Over the decade, it is clear how public insurance has shielded children from the declines in employer-sponsored insurance.  As shown in Figure D, the percent of children with employer-sponsored health insurance dropped 11.9 percentage points from 2000 to 2010, while the percent with public insurance rose 13.7 percent (primarily due to Medicaid/SCHIP), ultimately leaving fewer children uninsured. In part, the security of the safety net was protected from significant cuts by the federal government’s Recovery Act aid to states.

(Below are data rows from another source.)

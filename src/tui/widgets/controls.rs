use crate::ui_state::{Control, ThemeConfig, UiState};
use ratatui::{
    layout::{Constraint, Direction, Layout, Rect},
    style::{Style, Stylize},
    widgets::{Block, Gauge, Paragraph, StatefulWidget, Widget},
};

/// Transport buttons on the left, the volume gauge filling the rest.
pub struct Controls;
impl StatefulWidget for Controls {
    type State = UiState;

    fn render(
        self,
        area: ratatui::prelude::Rect,
        buf: &mut ratatui::prelude::Buffer,
        state: &mut Self::State,
    ) {
        let theme = state.theme().clone();
        let buttons = visible_buttons(state);

        let mut constraints = buttons
            .iter()
            .map(|(_, label, _)| Constraint::Length(label.chars().count() as u16 + 4))
            .collect::<Vec<_>>();
        constraints.push(Constraint::Min(12));

        let areas = Layout::default()
            .direction(Direction::Horizontal)
            .constraints(constraints)
            .split(area);

        let mut hits = Vec::with_capacity(buttons.len());
        for ((control, label, lit), rect) in buttons.into_iter().zip(areas.iter()) {
            render_button(&label, lit, *rect, buf, &theme);
            hits.push((control, *rect));
        }

        let volume_area = areas.last().copied().unwrap_or_default();
        let volume = render_volume(state.volume(), volume_area, buf, &theme);

        let hit = &mut state.display_state.hit;
        hit.buttons = hits;
        hit.volume = volume;
    }
}

/// (control, label, highlighted) for every button the feature set offers.
fn visible_buttons(state: &UiState) -> Vec<(Control, String, bool)> {
    let features = state.features();
    let transport = &state.transport;

    let mut buttons = vec![
        (Control::Open, String::from("Open"), false),
        (
            Control::PlayPause,
            transport.play_label().to_string(),
            transport.is_playing,
        ),
        (Control::Stop, String::from("Stop"), false),
        (Control::Clear, String::from("Clear"), false),
    ];

    if state.can_fullscreen() {
        buttons.push((Control::Fullscreen, String::from("Fullscreen"), false));
    }

    if features.loop_shuffle {
        buttons.push((
            Control::Loop,
            transport.loop_label().to_string(),
            transport.is_looping,
        ));
        buttons.push((
            Control::Shuffle,
            transport.shuffle_label().to_string(),
            transport.is_shuffling,
        ));
    }

    if features.theme_switcher {
        buttons.push((
            Control::Theme,
            format!("Theme: {}", state.theme().name),
            false,
        ));
    }

    buttons
}

fn render_button(
    label: &str,
    lit: bool,
    area: Rect,
    buf: &mut ratatui::prelude::Buffer,
    theme: &ThemeConfig,
) {
    let fg = match lit {
        true => theme.accent,
        false => theme.text,
    };

    Paragraph::new(label)
        .centered()
        .fg(fg)
        .block(
            Block::bordered()
                .border_type(theme.border_type)
                .border_style(theme.border)
                .bg(theme.bg_panel),
        )
        .render(area, buf);
}

/// Returns the clickable part of the gauge.
fn render_volume(
    volume: u8,
    area: Rect,
    buf: &mut ratatui::prelude::Buffer,
    theme: &ThemeConfig,
) -> Rect {
    let block = Block::bordered()
        .title(" Volume ")
        .border_type(theme.border_type)
        .border_style(theme.border)
        .bg(theme.bg_panel);
    let inner = block.inner(area);

    Gauge::default()
        .block(block)
        .gauge_style(Style::new().fg(theme.accent).bg(theme.progress.1))
        .ratio(volume.min(100) as f64 / 100.0)
        .label(format!("{volume}%"))
        .render(area, buf);

    inner
}
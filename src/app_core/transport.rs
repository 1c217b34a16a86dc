use crate::{
    app_core::MediaDeck,
    domain::file_name,
    player::MediaTrack,
    ui_state::Mode,
};
use anyhow::Result;
use std::{fs::File, path::Path, time::Duration};

impl MediaDeck {
    pub fn toggle_play_pause(&mut self) -> Result<()> {
        if !self.ui.has_media() {
            return Ok(());
        }

        match self.ui.transport.is_playing {
            true => self.player.pause()?,
            false => self.player.resume()?,
        }
        self.ui.transport.is_playing = !self.ui.transport.is_playing;
        Ok(())
    }

    /// Stops the engine but keeps the media assigned, so play starts it over.
    pub fn stop(&mut self) -> Result<()> {
        self.player.stop()?;
        self.ui.transport.is_playing = false;
        self.ui.reset_progress();
        Ok(())
    }

    /// Hands `path` to the engine and switches the surfaces over to it. A
    /// file that cannot be opened is reported in the info label.
    pub(crate) fn load_and_play(&mut self, path: &Path) -> Result<()> {
        self.generation += 1;
        let track = MediaTrack::new(self.generation, path.to_path_buf());

        if let Err(e) = File::open(path) {
            self.player.stop()?;
            self.media_failed(&format!("{}: {e}", path.display()));
            return Ok(());
        }

        self.player.load(track.clone())?;
        tracing::info!("loading {} ({})", path.display(), track.kind());

        let is_audio = track.kind().is_audio();
        self.ui.transport.is_audio = is_audio;
        self.ui.transport.is_playing = true;
        self.ui.display_state.video_visible = !is_audio;
        if is_audio && self.ui.get_mode() == Mode::Fullscreen {
            self.ui.set_mode(Mode::Normal);
        }

        self.ui.visualizer.reset();
        self.ui.clear_progress();
        self.ui.set_info(format!("Title: {}", file_name(path)));
        self.ui.highlight_row(self.ui.playlist.current_index());

        self.title_rx = Some(crate::domain::probe_title(&track));
        self.ui.transport.loaded = Some(track);
        Ok(())
    }

    /// Load failures leave playback stopped with the reason on display.
    pub(crate) fn media_failed(&mut self, reason: &str) {
        tracing::warn!("could not play media: {reason}");

        self.ui.transport.loaded = None;
        self.ui.transport.is_playing = false;
        self.title_rx = None;

        self.ui.clear_progress();
        self.ui.visualizer.reset();
        self.ui.set_info(format!("Error playing media: {reason}"));
    }

    /// Jumps to `value_ms` on the seek bar. Only honoured during a drag
    /// session and while the engine knows the length.
    pub fn seek(&mut self, value_ms: u64) -> Result<()> {
        if !self.ui.transport.is_seek_dragging || !self.ui.has_media() {
            return Ok(());
        }

        let Some(length) = self.player.length() else {
            return Ok(());
        };

        let position = (value_ms as f64 / length.as_millis() as f64).clamp(0.0, 1.0);
        self.player.set_position(position as f32)
    }

    pub fn begin_seek_drag(&mut self, fraction: f64) -> Result<()> {
        self.ui.transport.is_seek_dragging = true;
        self.drag_seek(fraction)
    }

    pub fn drag_seek(&mut self, fraction: f64) -> Result<()> {
        if !self.ui.transport.is_seek_dragging {
            return Ok(());
        }

        let seek = &mut self.ui.display_state.seek;
        seek.value_ms = (seek.max_ms as f64 * fraction.clamp(0.0, 1.0)).round() as u64;
        let value = seek.value_ms;

        self.seek(value)
    }

    pub fn end_seek_drag(&mut self, fraction: f64) -> Result<()> {
        let result = self.drag_seek(fraction);
        self.ui.transport.is_seek_dragging = false;
        result
    }

    /// Keyboard seek by `delta_ms`, clamped to `[0, length]`. Forward seeks
    /// need a known length.
    pub fn seek_by(&mut self, delta_ms: i64) -> Result<()> {
        if !self.ui.has_media() {
            return Ok(());
        }

        let target = self.player.elapsed().as_millis() as i64 + delta_ms;
        let target = match self.player.length() {
            Some(length) => target.clamp(0, length.as_millis() as i64),
            None if delta_ms > 0 => return Ok(()),
            None => target.max(0),
        };
        let target = target as u64;

        if !self.ui.transport.is_seek_dragging {
            self.ui.display_state.seek.value_ms = target;
        }
        self.player.set_time(Duration::from_millis(target))
    }

    pub(crate) fn seek_step_ms(&self) -> i64 {
        self.settings.seek_step_ms as i64
    }

    /// Clamps `level` into `[0, 100]` and forwards it untouched.
    pub fn set_volume(&mut self, level: i32) -> Result<()> {
        let volume = level.clamp(0, 100) as u8;
        self.ui.transport.volume = volume;
        self.player.set_volume(volume)
    }

    pub fn step_volume(&mut self, direction: i32) -> Result<()> {
        let step = self.settings.volume_step as i32;
        self.set_volume(self.ui.volume() as i32 + direction * step)
    }

    pub fn toggle_loop(&mut self) {
        self.ui.transport.is_looping = !self.ui.transport.is_looping;
        tracing::debug!("{}", self.ui.transport.loop_label());
    }

    pub fn toggle_shuffle(&mut self) {
        self.ui.transport.is_shuffling = !self.ui.transport.is_shuffling;
        tracing::debug!("{}", self.ui.transport.shuffle_label());
    }

    pub fn toggle_fullscreen(&mut self) {
        match self.ui.get_mode() {
            Mode::Fullscreen => self.ui.set_mode(Mode::Normal),
            _ => self.ui.set_mode(Mode::Fullscreen),
        }
    }
}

The Recovery Act of 2009 included significant state aid that lessened the need for states to make cuts to services and spending, or increases in state and local taxes.  A large percentage of the state aid was in the form of increased Medicaid funding to reduce the extent and severity of cuts to that program. While it is impossible to know what would have occurred had states not received Recovery Act funds, it is clear that those funds did help maintain and increase Medicaid coverage.

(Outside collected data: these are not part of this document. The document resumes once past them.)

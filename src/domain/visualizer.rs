use rand::Rng;
use serde::{Deserialize, Serialize};
use std::{f64::consts::TAU, time::Duration};

pub const DEFAULT_BAR_COUNT: usize = 60;

#[derive(Debug, Default, Clone, Copy, PartialEq, Eq, Serialize, Deserialize)]
#[serde(rename_all = "lowercase")]
pub enum VisualizerStyle {
    /// Travelling sine keyed to the playback position
    #[default]
    Pulse,
    /// Independent random heights every refresh
    Random,
}

impl std::fmt::Display for VisualizerStyle {
    fn fmt(&self, f: &mut std::fmt::Formatter<'_>) -> std::fmt::Result {
        match self {
            VisualizerStyle::Pulse => write!(f, "pulse"),
            VisualizerStyle::Random => write!(f, "random"),
        }
    }
}

/// Cosmetic bar animation shown in place of the video surface for audio
/// media. Heights are fractions of the canvas height in `[0, 1]`.
pub struct Visualizer {
    style: VisualizerStyle,
    bars: Vec<f64>,
}

impl Visualizer {
    pub fn new(style: VisualizerStyle, bar_count: usize) -> Self {
        Visualizer {
            style,
            bars: vec![0.0; bar_count.max(1)],
        }
    }

    pub fn bars(&self) -> &[f64] {
        &self.bars
    }

    pub fn reset(&mut self) {
        self.bars.iter_mut().for_each(|b| *b = 0.0);
    }

    pub fn update<R: Rng + ?Sized>(&mut self, elapsed: Duration, rng: &mut R) {
        match self.style {
            VisualizerStyle::Pulse => {
                let t = elapsed.as_secs_f64();
                let count = self.bars.len();
                for (i, bar) in self.bars.iter_mut().enumerate() {
                    *bar = pulse_height(i, count, t);
                }
            }
            VisualizerStyle::Random => {
                for bar in self.bars.iter_mut() {
                    *bar = rng.random_range(0.0..=1.0);
                }
            }
        }
    }
}

/// `amplitude = sin(phase) * 0.3 + 0.7`, scaled into `[0.26, 0.5]` of the
/// canvas height.
pub fn pulse_height(idx: usize, count: usize, secs: f64) -> f64 {
    let phase = (idx as f64 / count as f64) * TAU + secs * 0.5;
    let amplitude = phase.sin() * 0.3 + 0.7;
    amplitude * 0.4 + 0.1
}
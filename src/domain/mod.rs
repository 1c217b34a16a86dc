mod media_kind;
mod media_paths;
mod metadata;
mod playlist;
mod visualizer;

pub use media_kind::{MediaKind, SUPPORTED_EXTENSIONS, is_supported};
pub use media_paths::{collect_media_files, parse_dropped_paths, resolve_open_path};
pub use metadata::{TitleProbe, file_name, probe_title, read_title};
pub use playlist::{Advance, AdvancePolicy, Playlist, PlaylistEntry};
pub use visualizer::{DEFAULT_BAR_COUNT, Visualizer, VisualizerStyle, pulse_height};
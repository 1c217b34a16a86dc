use super::{PAUSE_ICON, PLAYING_ICON};
use crate::{truncate_at_last_space, ui_state::UiState};
use ratatui::{
    layout::{Constraint, Direction, Layout},
    style::Stylize,
    text::{Line, Span},
    widgets::{StatefulWidget, Widget},
};

/// Title or error text on the left, playback status on the right.
pub struct InfoLine;
impl StatefulWidget for InfoLine {
    type State = UiState;

    fn render(
        self,
        area: ratatui::prelude::Rect,
        buf: &mut ratatui::prelude::Buffer,
        state: &mut Self::State,
    ) {
        let theme = state.theme();

        let [left, right] = Layout::default()
            .direction(Direction::Horizontal)
            .constraints([Constraint::Fill(1), Constraint::Length(24)])
            .areas(area);

        let info = truncate_at_last_space(state.get_info(), left.width.saturating_sub(2) as usize);
        Line::from(format!(" {info}"))
            .fg(theme.text)
            .left_aligned()
            .render(left, buf);

        let status = match (state.has_media(), state.is_playing()) {
            (true, true) => Span::from(format!("{PLAYING_ICON} playing ")).fg(theme.accent),
            (true, false) => Span::from(format!("{PAUSE_ICON} paused ")).fg(theme.text_muted),
            (false, _) => Span::from("idle ").fg(theme.text_muted),
        };

        let transport = &state.transport;
        let flags = [
            (transport.is_looping, "↻ "),
            (transport.is_shuffling, "⤮ "),
        ]
        .into_iter()
        .filter(|(on, _)| *on)
        .map(|(_, icon)| Span::from(icon).fg(theme.accent));

        Line::from_iter(flags.chain([status]))
            .right_aligned()
            .render(right, buf);
    }
}
use crate::{
    DurationStyle,
    app_core::MediaDeck,
    domain::{Advance, AdvancePolicy, parse_dropped_paths, resolve_open_path},
    get_readable_duration,
    ui_state::NO_MEDIA,
};
use anyhow::{Result, bail};
use std::path::PathBuf;

impl MediaDeck {
    /// Appends every path, then starts the first entry if the playlist had no
    /// selection before this batch.
    pub fn add_paths(&mut self, paths: Vec<PathBuf>) -> Result<()> {
        if paths.is_empty() {
            return Ok(());
        }
        tracing::info!("adding {} file(s) to the playlist", paths.len());

        let mut started = false;
        for path in paths {
            started |= self.ui.playlist.add(path);
        }

        if self.ui.selected_row().is_none() {
            self.ui.highlight_row(Some(0));
        }

        match started {
            true => self.play_current(),
            false => Ok(()),
        }
    }

    pub fn clear_playlist(&mut self) -> Result<()> {
        self.ui.playlist.clear();
        self.player.stop()?;

        let transport = &mut self.ui.transport;
        transport.loaded = None;
        transport.is_playing = false;
        transport.is_audio = false;
        self.title_rx = None;

        self.ui.clear_progress();
        self.ui.visualizer.reset();
        self.ui.set_info(NO_MEDIA);
        self.ui.highlight_row(None);
        self.ui.display_state.video_visible = true;
        self.ui.set_mode(crate::ui_state::Mode::Normal);
        Ok(())
    }

    /// Out of range is a no-op.
    pub fn select_and_play(&mut self, index: usize) -> Result<()> {
        if self.ui.playlist.select(index).is_none() {
            return Ok(());
        }
        self.play_current()
    }

    pub fn play_selected(&mut self) -> Result<()> {
        match self.ui.selected_row() {
            Some(row) => self.select_and_play(row),
            None => Ok(()),
        }
    }

    fn play_current(&mut self) -> Result<()> {
        let Some(entry) = self.ui.playlist.current() else {
            return Ok(());
        };
        let path = entry.path().to_path_buf();
        self.load_and_play(&path)
    }

    pub(crate) fn on_end_reached(&mut self) -> Result<()> {
        let policy = AdvancePolicy {
            looping: self.ui.transport.is_looping,
            shuffling: self.ui.transport.is_shuffling,
        };

        let decision = self.ui.playlist.advance(policy, &mut self.rng);
        tracing::debug!(
            "end of media after {}: {decision:?}",
            get_readable_duration(self.player.elapsed(), DurationStyle::Compact)
        );

        match decision {
            Advance::Stop => {
                self.player.stop()?;
                self.ui.transport.is_playing = false;
                self.ui.reset_progress();
                Ok(())
            }
            _ => self.play_current(),
        }
    }

    /// Confirms the open prompt.
    pub fn open_confirm(&mut self) -> Result<()> {
        let paths = resolve_open_path(&self.ui.popup_input())?;
        self.ui.close_popup();
        self.add_paths(paths)
    }

    /// Files pasted or dropped onto the terminal. Payloads with no supported
    /// media are ignored.
    pub fn drop_payload(&mut self, payload: &str) -> Result<()> {
        let paths = parse_dropped_paths(payload);
        if paths.is_empty() {
            tracing::debug!("drop contained no supported media");
            return Ok(());
        }

        let missing = paths.iter().filter(|p| !p.exists()).count();
        if missing == paths.len() {
            bail!("Dropped files could not be found");
        }
        self.add_paths(paths)
    }
}

#[cfg(test)]
mod tests {
    use crate::{
        app_core::app::test_support::Harness,
        player::{PlayerCommand, PlayerEvent},
        ui_state::{NO_MEDIA, PopupType},
    };
    use std::{fs, path::PathBuf};

    fn media_dir(names: &[&str]) -> (tempfile::TempDir, Vec<PathBuf>) {
        let dir = tempfile::tempdir().unwrap();
        let paths = names
            .iter()
            .map(|n| {
                let p = dir.path().join(n);
                fs::write(&p, b"0").unwrap();
                p
            })
            .collect();
        (dir, paths)
    }

    fn loads(commands: &[PlayerCommand]) -> Vec<PathBuf> {
        commands
            .iter()
            .filter_map(|c| match c {
                PlayerCommand::Load(t) => Some(t.path().to_path_buf()),
                _ => None,
            })
            .collect()
    }

    fn finish_current(h: &mut Harness) {
        let track = h.app.ui.loaded_track().cloned().unwrap();
        h.deliver(PlayerEvent::EndReached(track));
    }

    #[test]
    fn first_add_starts_index_zero_once() {
        let (_dir, paths) = media_dir(&["a.mp3", "b.mkv", "c.wav"]);
        let mut h = Harness::new();

        h.app.add_paths(paths[..2].to_vec()).unwrap();
        h.app.add_paths(paths[2..].to_vec()).unwrap();

        let names: Vec<_> = h.app.ui.playlist().entries().iter().map(|e| e.name()).collect();
        assert_eq!(names, vec!["a.mp3", "b.mkv", "c.wav"]);
        assert_eq!(h.app.ui.playlist().current_index(), Some(0));
        assert_eq!(loads(&h.sent()), vec![paths[0].clone()]);
        assert_eq!(h.app.ui.selected_row(), Some(0));
    }

    #[test]
    fn classification_switches_surfaces() {
        let (_dir, paths) = media_dir(&["song.FLAC", "film.mkv"]);
        let mut h = Harness::new();
        h.app.add_paths(paths).unwrap();

        assert!(h.app.ui.transport.is_audio);
        assert!(!h.app.ui.display_state.video_visible);
        assert!(!h.app.ui.can_fullscreen());

        h.app.select_and_play(1).unwrap();
        assert!(!h.app.ui.transport.is_audio);
        assert!(h.app.ui.display_state.video_visible);
        assert!(h.app.ui.can_fullscreen());
    }

    #[test]
    fn clear_resets_everything() {
        let (_dir, paths) = media_dir(&["a.mp3", "b.mp3"]);
        let mut h = Harness::new();
        h.app.add_paths(paths).unwrap();
        h.app.ui.display_state.seek.value_ms = 12_000;
        let _ = h.sent();

        h.app.clear_playlist().unwrap();
        assert!(h.app.ui.playlist().is_empty());
        assert_eq!(h.app.ui.playlist().current_index(), None);
        assert_eq!(h.sent(), vec![PlayerCommand::Stop]);
        assert_eq!(h.app.ui.display_state.seek.value_ms, 0);
        assert_eq!(h.app.ui.get_info(), NO_MEDIA);
        assert_eq!(h.app.ui.transport.play_label(), "Play");
        assert!(h.app.ui.display_state.video_visible);

        // the next add starts from the top again
        let (_dir2, more) = media_dir(&["c.mp3"]);
        h.app.add_paths(more.clone()).unwrap();
        assert_eq!(loads(&h.sent()), more);
    }

    #[test]
    fn sequential_advance_then_stop() {
        let (_dir, paths) = media_dir(&["a.mp3", "b.mp3"]);
        let mut h = Harness::new();
        h.app.add_paths(paths.clone()).unwrap();
        let _ = h.sent();

        finish_current(&mut h);
        assert_eq!(loads(&h.sent()), vec![paths[1].clone()]);
        assert_eq!(h.app.ui.playlist().current_index(), Some(1));

        finish_current(&mut h);
        assert_eq!(h.sent(), vec![PlayerCommand::Stop]);
        assert_eq!(h.app.ui.transport.play_label(), "Play");
    }

    #[test]
    fn loop_wins_over_shuffle() {
        let (_dir, paths) = media_dir(&["a.mp3", "b.mp3", "c.mp3", "d.mp3"]);
        let mut h = Harness::new();
        h.app.add_paths(paths.clone()).unwrap();
        h.app.select_and_play(2).unwrap();
        h.app.toggle_loop();
        h.app.toggle_shuffle();
        let _ = h.sent();

        for _ in 0..5 {
            finish_current(&mut h);
            assert_eq!(loads(&h.sent()), vec![paths[2].clone()]);
        }
    }

    #[test]
    fn shuffle_stays_in_bounds() {
        let (_dir, paths) = media_dir(&["a.mp3", "b.mp3", "c.mp3"]);
        let mut h = Harness::new();
        h.app.add_paths(paths.clone()).unwrap();
        h.app.toggle_shuffle();

        for _ in 0..20 {
            finish_current(&mut h);
            let idx = h.app.ui.playlist().current_index().unwrap();
            assert!(idx < 3);
            assert_eq!(h.app.ui.selected_row(), Some(idx));
        }
    }

    #[test]
    fn select_out_of_range_is_ignored() {
        let (_dir, paths) = media_dir(&["a.mp3"]);
        let mut h = Harness::new();
        h.app.add_paths(paths).unwrap();
        let _ = h.sent();

        h.app.select_and_play(5).unwrap();
        assert!(h.sent().is_empty());
        assert_eq!(h.app.ui.playlist().current_index(), Some(0));
    }

    #[test]
    fn missing_file_reports_without_loading() {
        let mut h = Harness::new();
        h.app.add_paths(vec![PathBuf::from("/definitely/not/here.mp3")]).unwrap();

        assert!(loads(&h.sent()).is_empty());
        assert!(h.app.ui.get_info().starts_with("Error playing media:"));
        assert!(!h.app.ui.has_media());
        assert_eq!(h.app.ui.playlist().len(), 1);
    }

    #[test]
    fn open_prompt_accepts_a_directory() {
        let (dir, _paths) = media_dir(&["b.mp3", "a.mkv", "notes.txt"]);
        let mut h = Harness::new();
        h.app.ui.show_popup(PopupType::Open);
        h.app.ui.popup.input.insert_str(dir.path().to_string_lossy());

        h.app.open_confirm().unwrap();
        assert!(!h.app.ui.popup.is_open());

        let names: Vec<_> = h.app.ui.playlist().entries().iter().map(|e| e.name()).collect();
        assert_eq!(names, vec!["a.mkv", "b.mp3"]);
    }

    #[test]
    fn open_prompt_rejects_unsupported_files() {
        let (_dir, paths) = media_dir(&["notes.txt"]);
        let mut h = Harness::new();
        h.app.ui.show_popup(PopupType::Open);
        h.app.ui.popup.input.insert_str(paths[0].to_string_lossy());

        assert!(h.app.open_confirm().is_err());
        assert!(h.app.ui.playlist().is_empty());
    }

    #[test]
    fn drop_filters_unsupported_files() {
        let (_dir, paths) = media_dir(&["clip.avi", "cover.jpg"]);
        let mut h = Harness::new();
        let payload = paths
            .iter()
            .map(|p| format!("'{}'", p.display()))
            .collect::<Vec<_>>()
            .join(" ");

        h.app.drop_payload(&payload).unwrap();
        assert_eq!(h.app.ui.playlist().len(), 1);
        assert_eq!(h.app.ui.playlist().entries()[0].name(), "clip.avi");

        h.app.drop_payload("just some text").unwrap();
        assert_eq!(h.app.ui.playlist().len(), 1);
    }
}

Non-elderly adults have not been so fortunate. The 18-to-64-year-old population experienced a statistically significant increase of 13.3 million more uninsured adults from 2000 to 2010.

Conclusion

The data released September 13, 2011 by the U.S. Census Bureau highlight the fact that the current system does not provide stable and secure coverage for many Americans. The share of Americans under age 65 with employment-based health coverage fell for nine out of the last 10 years, dropping from 69.2 percent in 2000 to 58.6 percent in 2010. The percent of uninsured Americans under age 65 rose from 14.7 percent in 2000 to 18.4 percent in 2010. The declining share of Americans with employer-sponsored health insurance and the associated rise in the total uninsured over the 2000s are trends that will worsen in the near future.  Fortunately, the phase-in of the Patient Protection and Affordable Care Act over the next few years should eventually stem any additional losses and reverse the current trend, covering millions more Americans.